Monday, March 28, 2011

Robbing and Rollercoasters!!!

Christopher's Letter

He entitled it :  Home Sweet Home
I don´t know why I said that, but I did. Isabel, I love you. I´ll pray for your ex-comp. I love you so much.
The only advice that I have is make sure that you obey all of the rules and commandments of the mission. You will be highly blessed. Faith in Christ is what leads someone to KNOW and OBEY all of the commandments. And I promise you´ll have less stress and find more people, because I did the same thing. I love you and miss you. I got your letters and it was the best ever. You´re so thin,too! And beautiful. Te amo.

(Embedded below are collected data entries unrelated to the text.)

use crate::error::{Result, VectorStoreError};
use crate::store::{
    discover_partitions, resolve_dimension, save_json, PartitionSource, RawPartition,
    RecordSkips, TermVectors, YearlyTermVectors,
};
use ndarray::{Array1, ArrayView1, Zip};
use rayon::prelude::*;
use serde::{Deserialize, Serialize};
use std::path::Path;

/// Count-weighted running mean and sum of squared deviations (Chan et al. merge).
#[derive(Debug, Clone, Default)]
pub struct StatsAccumulator {
    weight: f64,
    mean: Option<Array1<f64>>,
    m2: Option<Array1<f64>>,
    records: usize,
}

impl StatsAccumulator {
    #[must_use]
    pub fn new() -> Self {
        Self::default()
    }

    #[must_use]
    pub fn records(&self) -> usize {
        self.records
    }

    pub fn add(&mut self, vector: &[f64], count: u64) -> Result<()> {
        let single = Self {
            weight: count as f64,
            mean: Some(Array1::from(vector.to_vec())),
            m2: Some(Array1::zeros(vector.len())),
            records: 1,
        };
        let merged = std::mem::take(self).merge(single)?;
        *self = merged;
        Ok(())
    }

    pub fn merge(self, other: Self) -> Result<Self> {
        let records = self.records + other.records;
        let (Some(mean_a), Some(m2_a)) = (self.mean.clone(), self.m2.clone()) else {
            return Ok(Self { records, ..other });
        };
        let (Some(mean_b), Some(m2_b)) = (other.mean, other.m2) else {
            return Ok(Self { records, ..self });
        };
        if mean_a.len() != mean_b.len() {
            return Err(VectorStoreError::InvalidDimension {
                expected: mean_a.len(),
                actual: mean_b.len(),
            });
        }
        let weight = self.weight + other.weight;
        if weight == 0.0 {
            return Ok(Self {
                weight,
                mean: Some(mean_a),
                m2: Some(m2_a),
                records,
            });
        }
        let delta = &mean_b - &mean_a;
        let mean = &mean_a + &(&delta * (other.weight / weight));
        let m2 = &m2_a + &m2_b + &(&delta * &delta * (self.weight * other.weight / weight));
        Ok(Self {
            weight,
            mean: Some(mean),
            m2: Some(m2),
            records,
        })
    }

    /// Population statistics over everything added so far.
    pub fn finish(self) -> Result<StandardizationStats> {
        let (Some(mean), Some(m2)) = (self.mean, self.m2) else {
            return Err(VectorStoreError::InvalidStats(
                "no records to compute statistics from".to_string(),
            ));
        };
        if self.weight == 0.0 {
            return Err(VectorStoreError::InvalidStats(
                "total record count is 0".to_string(),
            ));
        }
        let std = m2.mapv(|v| (v.max(0.0) / self.weight).sqrt());
        StandardizationStats::new(mean.to_vec(), std.to_vec())
    }
}

#[derive(Debug, Clone, Copy, Default, PartialEq, Eq, Serialize, Deserialize)]
pub struct StatsReport {
    pub partitions: usize,
    pub records: usize,
    #[serde(flatten)]
    pub skips: RecordSkips,
    pub dimension: usize,
}

/// Per-dimension mean and population standard deviation used to standardize vectors.
#[derive(Debug, Clone, PartialEq, Serialize, Deserialize)]
pub struct StandardizationStats {
    pub dimension: usize,
    pub mean: Vec<f64>,
    pub std: Vec<f64>,
}

impl StandardizationStats {
    pub fn new(mean: Vec<f64>, std: Vec<f64>) -> Result<Self> {
        let stats = Self {
            dimension: mean.len(),
            mean,
            std,
        };
        stats.validate()?;
        Ok(stats)
    }

    fn validate(&self) -> Result<()> {
        if self.dimension == 0 {
            return Err(VectorStoreError::InvalidStats("dimension is 0".to_string()));
        }
        for (name, values) in [("mean", &self.mean), ("std", &self.std)] {
            if values.len() != self.dimension {
                return Err(VectorStoreError::InvalidStats(format!(
                    "{name} has {} entries, dimension is {}",
                    values.len(),
                    self.dimension
                )));
            }
        }
        if let Some(i) = self.mean.iter().position(|v| !v.is_finite()) {
            return Err(VectorStoreError::InvalidStats(format!(
                "non-finite mean at index {i}"
            )));
        }
        if let Some(i) = self.std.iter().position(|v| !v.is_finite() || *v <= 0.0) {
            return Err(VectorStoreError::InvalidStats(format!(
                "std at index {i} is {} (must be finite and positive)",
                self.std[i]
            )));
        }
        Ok(())
    }

    /// Count-weighted statistics over raw partitions, accumulated in parallel.
    pub fn from_partitions(
        sources: &[PartitionSource],
        dimension: Option<usize>,
    ) -> Result<(Self, StatsReport)> {
        let dimension = match dimension {
            Some(d) => Some(d),
            None => resolve_dimension(sources)?,
        };
        let (acc, mut report) = sources
            .par_iter()
            .map(|source| {
                let partition = RawPartition::load(source)?;
                let (records, skips) = partition.records(dimension);
                let mut acc = StatsAccumulator::new();
                for record in &records {
                    acc.add(record.vector, record.count)?;
                }
                let report = StatsReport {
                    partitions: 1,
                    records: records.len(),
                    skips,
                    dimension: 0,
                };
                Ok::<_, VectorStoreError>((acc, report))
            })
            .try_reduce(
                || (StatsAccumulator::new(), StatsReport::default()),
                |(a, mut ra), (b, rb)| {
                    ra.partitions += rb.partitions;
                    ra.records += rb.records;
                    ra.skips.absorb(rb.skips);
                    Ok((a.merge(b)?, ra))
                },
            )?;
        let stats = acc.finish()?;
        report.dimension = stats.dimension;
        log::info!(
            "Computed statistics over {} records ({} dimensions)",
            report.records,
            report.dimension
        );
        Ok((stats, report))
    }

    pub fn from_dir(
        dir: impl AsRef<Path>,
        dimension: Option<usize>,
    ) -> Result<(Self, StatsReport)> {
        let sources = discover_partitions(dir)?;
        Self::from_partitions(&sources, dimension)
    }

    pub fn load(path: impl AsRef<Path>) -> Result<Self> {
        let bytes = std::fs::read(path.as_ref())?;
        let stats: Self = serde_json::from_slice(&bytes)?;
        stats.validate()?;
        Ok(stats)
    }

    pub fn save(&self, path: impl AsRef<Path>) -> Result<()> {
        save_json(path, self)
    }

    pub fn check_dimension(&self, actual: usize) -> Result<()> {
        if actual == self.dimension {
            Ok(())
        } else {
            Err(VectorStoreError::InvalidDimension {
                expected: self.dimension,
                actual,
            })
        }
    }

    /// `(vector - mean) / std`, elementwise.
    pub fn standardize(&self, vector: &[f64]) -> Result<Array1<f64>> {
        self.check_dimension(vector.len())?;
        let mean = ArrayView1::from(&self.mean);
        let std = ArrayView1::from(&self.std);
        let mut out = Array1::from(vector.to_vec());
        Zip::from(&mut out)
            .and(&mean)
            .and(&std)
            .for_each(|v, &m, &s| *v = (*v - m) / s);
        Ok(out)
    }

    /// Standardizes a whole table. Every width is checked before anything is computed.
    pub fn standardize_table(&self, table: &TermVectors) -> Result<TermVectors> {
        for vector in table.values() {
            self.check_dimension(vector.len())?;
        }
        table
            .iter()
            .map(|(term, v)| Ok((term.clone(), self.standardize(v)?.to_vec())))
            .collect()
    }

    pub fn standardize_yearly(&self, table: &YearlyTermVectors) -> Result<YearlyTermVectors> {
        for vector in table.values().flat_map(|years| years.values()) {
            self.check_dimension(vector.len())?;
        }
        let mut out = YearlyTermVectors::new();
        for (term, years) in table {
            let entry = out.entry(term.clone()).or_default();
            for (year, v) in years {
                entry.insert(*year, self.standardize(v)?.to_vec());
            }
        }
        Ok(out)
    }
}

#[cfg(test)]
mod tests {
    use super::*;
    use pretty_assertions::assert_eq;
    use tempfile::TempDir;

    #[test]
    fn weighted_population_statistics() {
        let mut acc = StatsAccumulator::new();
        acc.add(&[1.0, 10.0], 1).unwrap();
        acc.add(&[3.0, 10.0], 3).unwrap();
        acc.add(&[9.0, 0.0], 0).unwrap();
        let err = acc.clone().finish().unwrap_err();
        // Second dimension is constant over counted records.
        assert!(matches!(err, VectorStoreError::InvalidStats(_)));

        let mut acc = StatsAccumulator::new();
        acc.add(&[1.0, 0.0], 1).unwrap();
        acc.add(&[3.0, 4.0], 3).unwrap();
        let stats = acc.finish().unwrap();
        assert_eq!(stats.dimension, 2);
        assert!((stats.mean[0] - 2.5).abs() < 1e-12);
        assert!((stats.mean[1] - 3.0).abs() < 1e-12);
        // E[x^2] - mean^2 = (1 + 27) / 4 - 6.25 = 0.75
        assert!((stats.std[0] - 0.75f64.sqrt()).abs() < 1e-12);
    }

    #[test]
    fn merge_matches_sequential() {
        let rows = [([1.0, 2.0], 2), ([4.0, -1.0], 1), ([0.5, 0.5], 5), ([2.0, 9.0], 3)];
        let mut seq = StatsAccumulator::new();
        for (v, c) in &rows {
            seq.add(v, *c).unwrap();
        }
        let mut a = StatsAccumulator::new();
        let mut b = StatsAccumulator::new();
        for (v, c) in &rows[..1] {
            a.add(v, *c).unwrap();
        }
        for (v, c) in &rows[1..] {
            b.add(v, *c).unwrap();
        }
        let merged = b.merge(a).unwrap().finish().unwrap();
        let seq = seq.finish().unwrap();
        for i in 0..2 {
            assert!((merged.mean[i] - seq.mean[i]).abs() < 1e-9);
            assert!((merged.std[i] - seq.std[i]).abs() < 1e-9);
        }
    }

    #[test]
    fn rejects_zero_or_non_finite_std() {
        assert!(StandardizationStats::new(vec![0.0, 0.0], vec![1.0, 0.0]).is_err());
        assert!(StandardizationStats::new(vec![0.0], vec![f64::NAN]).is_err());
        assert!(StandardizationStats::new(vec![0.0, 1.0], vec![1.0]).is_err());

        let tmp = TempDir::new().unwrap();
        let path = tmp.path().join("stats.json");
        std::fs::write(&path, r#"{"dimension": 1, "mean": [0.0], "std": [0.0]}"#).unwrap();
        assert!(StandardizationStats::load(&path).is_err());
    }

    #[test]
    fn standardize_and_dimension_check() {
        let stats = StandardizationStats::new(vec![1.0, 2.0], vec![2.0, 0.5]).unwrap();
        let out = stats.standardize(&[3.0, 1.0]).unwrap();
        assert_eq!(out.to_vec(), vec![1.0, -2.0]);
        assert!(matches!(
            stats.standardize(&[1.0]),
            Err(VectorStoreError::InvalidDimension {
                expected: 2,
                actual: 1
            })
        ));

        let mut table = TermVectors::new();
        table.insert("a".to_string(), vec![1.0, 2.0]);
        table.insert("b".to_string(), vec![1.0, 2.0, 3.0]);
        assert!(stats.standardize_table(&table).is_err());
    }

    #[test]
    fn save_then_load() {
        let tmp = TempDir::new().unwrap();
        let path = tmp.path().join("stats.json");
        let stats = StandardizationStats::new(vec![0.5, -1.0], vec![1.0, 2.0]).unwrap();
        stats.save(&path).unwrap();
        assert_eq!(StandardizationStats::load(&path).unwrap(), stats);
    }

    #[test]
    fn statistics_from_partition_dir() {
        let tmp = TempDir::new().unwrap();
        std::fs::write(
            tmp.path().join("reddit_2011.json"),
            r#"{"a_n_2011": [0.0, 1.0], "b_n_2011": [2.0, 3.0]}"#,
        )
        .unwrap();
        std::fs::write(
            tmp.path().join("reddit_2011_wordcounts.json"),
            r#"{"a_n_2011": 1, "b_n_2011": 1}"#,
        )
        .unwrap();
        let (stats, report) = StandardizationStats::from_dir(tmp.path(), None).unwrap();
        assert_eq!(report.records, 2);
        assert_eq!(report.dimension, 2);
        assert_eq!(stats.mean, vec![1.0, 2.0]);
        assert_eq!(stats.std, vec![1.0, 1.0]);
    }

    fn write_partition(dir: &Path, stem: &str, vectors: &str, counts: &str) {
        std::fs::write(dir.join(format!("{stem}.json")), vectors).unwrap();
        std::fs::write(dir.join(format!("{stem}_wordcounts.json")), counts).unwrap();
    }

    #[test]
    fn odd_width_record_is_skipped_not_adopted() {
        let tmp = TempDir::new().unwrap();
        write_partition(
            tmp.path(),
            "reddit_2011",
            r#"{"aaa_n_2011": [7.0], "a_n_2011": [0.0, 1.0], "b_n_2011": [2.0, 3.0]}"#,
            r#"{"aaa_n_2011": 5, "a_n_2011": 1, "b_n_2011": 1}"#,
        );
        let (stats, report) = StandardizationStats::from_dir(tmp.path(), None).unwrap();
        assert_eq!(report.records, 2);
        assert_eq!(report.skips.wrong_width, 1);
        assert_eq!(stats.mean, vec![1.0, 2.0]);
    }

    #[test]
    fn partitions_with_disagreeing_widths_do_not_abort() {
        let tmp = TempDir::new().unwrap();
        write_partition(
            tmp.path(),
            "forum_avfm",
            r#"{"x_n_None": [1.0, 2.0, 3.0]}"#,
            r#"{"x_n_None": 1}"#,
        );
        write_partition(
            tmp.path(),
            "reddit_2011",
            r#"{"a_n_2011": [0.0, 1.0], "b_n_2011": [2.0, 3.0]}"#,
            r#"{"a_n_2011": 1, "b_n_2011": 1}"#,
        );
        let (stats, report) = StandardizationStats::from_dir(tmp.path(), None).unwrap();
        assert_eq!(report.partitions, 2);
        assert_eq!(report.records, 2);
        assert_eq!(report.skips.wrong_width, 1);
        assert_eq!(report.dimension, 2);
        assert_eq!(stats.std, vec![1.0, 1.0]);
    }
}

So, yesterday, I got robbed. Which was just my watch and I don´t have money to buy another one.
We had two baptisms and they were awesome. The work is good. I want to lose weight! But all is well. I have to write my letter to the Presidente again. I love you, Mom and Dad. The next week I´ll write more. Don´t worry about me getting robbed. It happens to all the Elders almost. I love you all so much and miss you.
Love,
Elder Hill

Isabella's Letter
im sorry but i will say it again mail takes forever but it will come and that it takes longer to get to me because it goes through three places first the mission home then the mission office then the zone leaders then finally after usually a good month to me, on top of that know that sometimes i dont have money and that delays my letters to you all, and on top of that realize that i have limited time to use the internet to tell you what went on this week for me and if in all reality its not fair to write 7 sentence emails to 8 people i would rather write one email im sorry you dont feel its personal but its what i can do. (you know who im talking to)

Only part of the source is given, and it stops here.